Slitta di tre mesi l’udienza per l’indennizzo di Stefano Binda
A giugno la decisione della Cassazione sui 300 mila euro per l’ingiusta detenzione
«Sarei profondamente sconfortato se da giugno si arrivasse a settembre e da settembre magari a gennaio. No, meglio non dire nulla, e aspettare».
Stefano Binda è amareggiato per la notizia giunta pochi giorni fa dello slittamento della decisione dei giudici della Cassazione che devono valutare l’opposizione sollevata da Procura Generale di Milano e Avvocatura dello stato sull’indennizzo, somma che lo Stato gli deve per aver passato in carcere più di tre anni di vita da innocente.
Si tratta di 303 mila euro per 1286 giorni di ingiusta detenzione. La decisione sarebbe dovuta arrivare il 9 di marzo ma verso la fine di febbraio ecco la doccia fredda: slittamento di 90 giorni.

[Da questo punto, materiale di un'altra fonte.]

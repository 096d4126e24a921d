//! Controllable asynchronous operations.
//!
//! An [`Operation`] wraps an async body and adds a pause/resume/cancel
//! control protocol plus progress multicast on top of its eventual result.
//!
//! # Overview
//!
//! - Bodies that know how to pause or cancel themselves install handlers
//!   (through [`OperationBuilder`] or the [`OperationContext`] they receive).
//! - Bodies without handlers still take part: a handler-less pause waits for
//!   the body to finish and withholds the result until `resume()`, and a
//!   handler-less cancel waits for the body to finish and then claims
//!   cancellation.
//! - Only one control call may be in flight; a second one fails with
//!   [`ControlError::InProgress`].
//!
//! # Example
//!
//! ```no_run
//! use patchfetch_core::operation::{Operation, OperationContext, OperationError};
//!
//! # async fn example() {
//! let op: Operation<u32, std::io::Error, u32> =
//!     Operation::new(|ctx: OperationContext<std::io::Error, u32>| async move {
//!         ctx.progress(&50);
//!         Ok::<_, OperationError<std::io::Error>>(42)
//!     });
//! op.on_progress(|percent| println!("{percent}%"));
//!
//! op.pause().await.ok();
//! op.resume().await.ok();
//! assert_eq!(op.await.ok(), Some(42));
//! # }
//! ```

mod control;
mod dispatcher;
mod error;

use std::future::{Future, IntoFuture};
use std::sync::Arc;

use futures_util::future::BoxFuture;
use tokio::sync::{mpsc, oneshot, watch};

pub use control::{Capability, ControlHandler, ControlKind, OperationContext};
pub use error::{ControlError, OperationError};

use control::ProgressHub;
use dispatcher::{Command, Dispatcher};

/// Lifecycle state of an [`Operation`].
#[derive(Debug, Clone, Copy, PartialEq, Eq)]
pub enum OperationState {
    /// Initial state; the body is running or its result is about to be delivered.
    Running,
    /// Paused through `pause()`.
    Paused,
    /// Canceled through `cancel()`.
    Canceled,
    /// The body failed.
    Failed,
    /// The body's result was delivered.
    Completed,
}

impl OperationState {
    /// Returns true for `Canceled`, `Failed` and `Completed`.
    #[must_use]
    pub fn is_terminal(self) -> bool {
        matches!(self, Self::Canceled | Self::Failed | Self::Completed)
    }
}

pub(crate) struct Status<T, E> {
    state: OperationState,
    outcome: Option<Result<T, OperationError<E>>>,
}

/// Handle to a running controllable operation.
///
/// Handles are cheap to clone; every clone controls and observes the same
/// operation. Awaiting the handle (or calling [`Operation::wait`]) yields the
/// body's value or an [`OperationError`].
pub struct Operation<T, E, P = ()> {
    commands: mpsc::UnboundedSender<Command<E>>,
    status: watch::Receiver<Status<T, E>>,
    hub: Arc<ProgressHub<P>>,
}

impl<T, E, P> Clone for Operation<T, E, P> {
    fn clone(&self) -> Self {
        Self {
            commands: self.commands.clone(),
            status: self.status.clone(),
            hub: Arc::clone(&self.hub),
        }
    }
}

impl<T, E, P> Operation<T, E, P>
where
    T: Clone + Send + Sync + 'static,
    E: Send + Sync + 'static,
    P: 'static,
{
    /// Spawns an operation without native control handlers.
    ///
    /// Must be called from within a tokio runtime.
    pub fn new<F, Fut>(body: F) -> Self
    where
        F: FnOnce(OperationContext<E, P>) -> Fut,
        Fut: Future<Output = Result<T, OperationError<E>>> + Send + 'static,
    {
        OperationBuilder::new().spawn(body)
    }

    /// Current lifecycle state.
    #[must_use]
    pub fn state(&self) -> OperationState {
        self.status.borrow().state
    }

    /// Returns true once the operation is canceled, failed or completed.
    #[must_use]
    pub fn is_settled(&self) -> bool {
        self.state().is_terminal()
    }

    /// Pauses the operation.
    ///
    /// # Errors
    ///
    /// Returns a precondition error when another control call is in flight or
    /// the operation is already terminal, the pause handler's error when it
    /// refuses, and [`ControlError::Failed`] when a handler-less pause was
    /// waiting and the body failed.
    pub async fn pause(&self) -> Result<(), ControlError<E>> {
        self.control(ControlKind::Pause).await
    }

    /// Resumes a paused operation, releasing any withheld result.
    ///
    /// # Errors
    ///
    /// Returns a precondition error when another control call is in flight or
    /// the operation is already terminal, or the resume handler's error.
    pub async fn resume(&self) -> Result<(), ControlError<E>> {
        self.control(ControlKind::Resume).await
    }

    /// Cancels the operation.
    ///
    /// # Errors
    ///
    /// Returns a precondition error when another control call is in flight or
    /// the operation is already terminal, [`ControlError::SettledDuringCancel`]
    /// when the body settled while the cancel handler ran, or the cancel
    /// handler's error.
    pub async fn cancel(&self) -> Result<(), ControlError<E>> {
        self.control(ControlKind::Cancel).await
    }

    /// Registers a progress listener. Returns `self` so calls can be chained.
    pub fn on_progress(&self, listener: impl Fn(&P) + Send + Sync + 'static) -> &Self {
        self.hub.subscribe(Arc::new(listener));
        self
    }

    /// Waits for the operation's outcome.
    ///
    /// # Errors
    ///
    /// Returns [`OperationError::Canceled`] when cancellation won,
    /// [`OperationError::Failed`] with the body's error, or
    /// [`OperationError::Aborted`] if the driving task died.
    pub async fn wait(&self) -> Result<T, OperationError<E>> {
        let mut status = self.status.clone();
        match status.wait_for(|status| status.outcome.is_some()).await {
            Ok(status) => status
                .outcome
                .clone()
                .unwrap_or(Err(OperationError::Aborted)),
            Err(_) => Err(OperationError::Aborted),
        }
    }

    /// Waits until the operation is terminal without cloning its value.
    pub async fn settled(&self) {
        let mut status = self.status.clone();
        let _ = status.wait_for(|status| status.outcome.is_some()).await;
    }

    async fn control(&self, kind: ControlKind) -> Result<(), ControlError<E>> {
        let (reply, response) = oneshot::channel();
        if self.commands.send(Command { kind, reply }).is_err() {
            return Err(self.terminal_error());
        }
        response.await.unwrap_or_else(|_| Err(self.terminal_error()))
    }

    fn terminal_error(&self) -> ControlError<E> {
        if self.state() == OperationState::Canceled {
            ControlError::Canceled
        } else {
            ControlError::Settled
        }
    }
}

impl<T, E, P> IntoFuture for Operation<T, E, P>
where
    T: Clone + Send + Sync + 'static,
    E: Send + Sync + 'static,
    P: Send + 'static,
{
    type Output = Result<T, OperationError<E>>;
    type IntoFuture = BoxFuture<'static, Self::Output>;

    fn into_future(self) -> Self::IntoFuture {
        Box::pin(async move { self.wait().await })
    }
}

/// Configures control handlers before an operation's body starts.
pub struct OperationBuilder<E, P = ()> {
    context: OperationContext<E, P>,
}

impl<E, P> Default for OperationBuilder<E, P>
where
    E: Send + Sync + 'static,
    P: 'static,
{
    fn default() -> Self {
        Self::new()
    }
}

impl<E, P> OperationBuilder<E, P>
where
    E: Send + Sync + 'static,
    P: 'static,
{
    /// Creates a builder with every control on its default strategy.
    #[must_use]
    pub fn new() -> Self {
        Self {
            context: OperationContext::new(),
        }
    }

    /// Sets the pause handler.
    #[must_use]
    pub fn on_pause(self, handler: impl ControlHandler<E> + 'static) -> Self {
        self.context.on_pause(handler);
        self
    }

    /// Sets the resume handler.
    #[must_use]
    pub fn on_resume(self, handler: impl ControlHandler<E> + 'static) -> Self {
        self.context.on_resume(handler);
        self
    }

    /// Sets the cancel handler.
    #[must_use]
    pub fn on_cancel(self, handler: impl ControlHandler<E> + 'static) -> Self {
        self.context.on_cancel(handler);
        self
    }

    /// Returns the context the body will receive, for wiring before spawn.
    #[must_use]
    pub fn context(&self) -> OperationContext<E, P> {
        self.context.clone()
    }

    /// Starts the body on its own dispatcher task.
    ///
    /// Must be called from within a tokio runtime.
    pub fn spawn<T, F, Fut>(self, body: F) -> Operation<T, E, P>
    where
        T: Clone + Send + Sync + 'static,
        F: FnOnce(OperationContext<E, P>) -> Fut,
        Fut: Future<Output = Result<T, OperationError<E>>> + Send + 'static,
    {
        let (commands, inbox) = mpsc::unbounded_channel();
        let (status_tx, status) = watch::channel(Status {
            state: OperationState::Running,
            outcome: None,
        });
        let hub = Arc::clone(self.context.hub());
        let body = body(self.context.clone());

        tokio::spawn(Dispatcher::new(self.context, status_tx).run(inbox, body));

        Operation {
            commands,
            status,
            hub,
        }
    }
}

«Meglio non illudersi, è l’unico antidoto a questa situazione, anche perché qualora ci fosse stata la decisione il 9 di questo mese e qualora i giudici avessero deciso per l’immediata eseguibilità, l’erogazione di fondi spetta non al ministero della Giustizia ma a quello delle Finanze: potrei di nuovo trovarmi a dover bussare ad un’altra porta ancora».
Meglio «staccare la spina», dunque, e non pensarci, attendendo che la giustizia faccia il suo corso. Binda, 55 anni, era stato arrestato nel 2016 in custodia cautelare fino al giudizio di primo gradi nell’aprile 2018 quando venne condannato all’ergastolo, ppi assolto in appello e Cassazione «per non aver commesso il fatto», vale a dire l’omicidio di Lidia Macchi nel gennaio del 1987.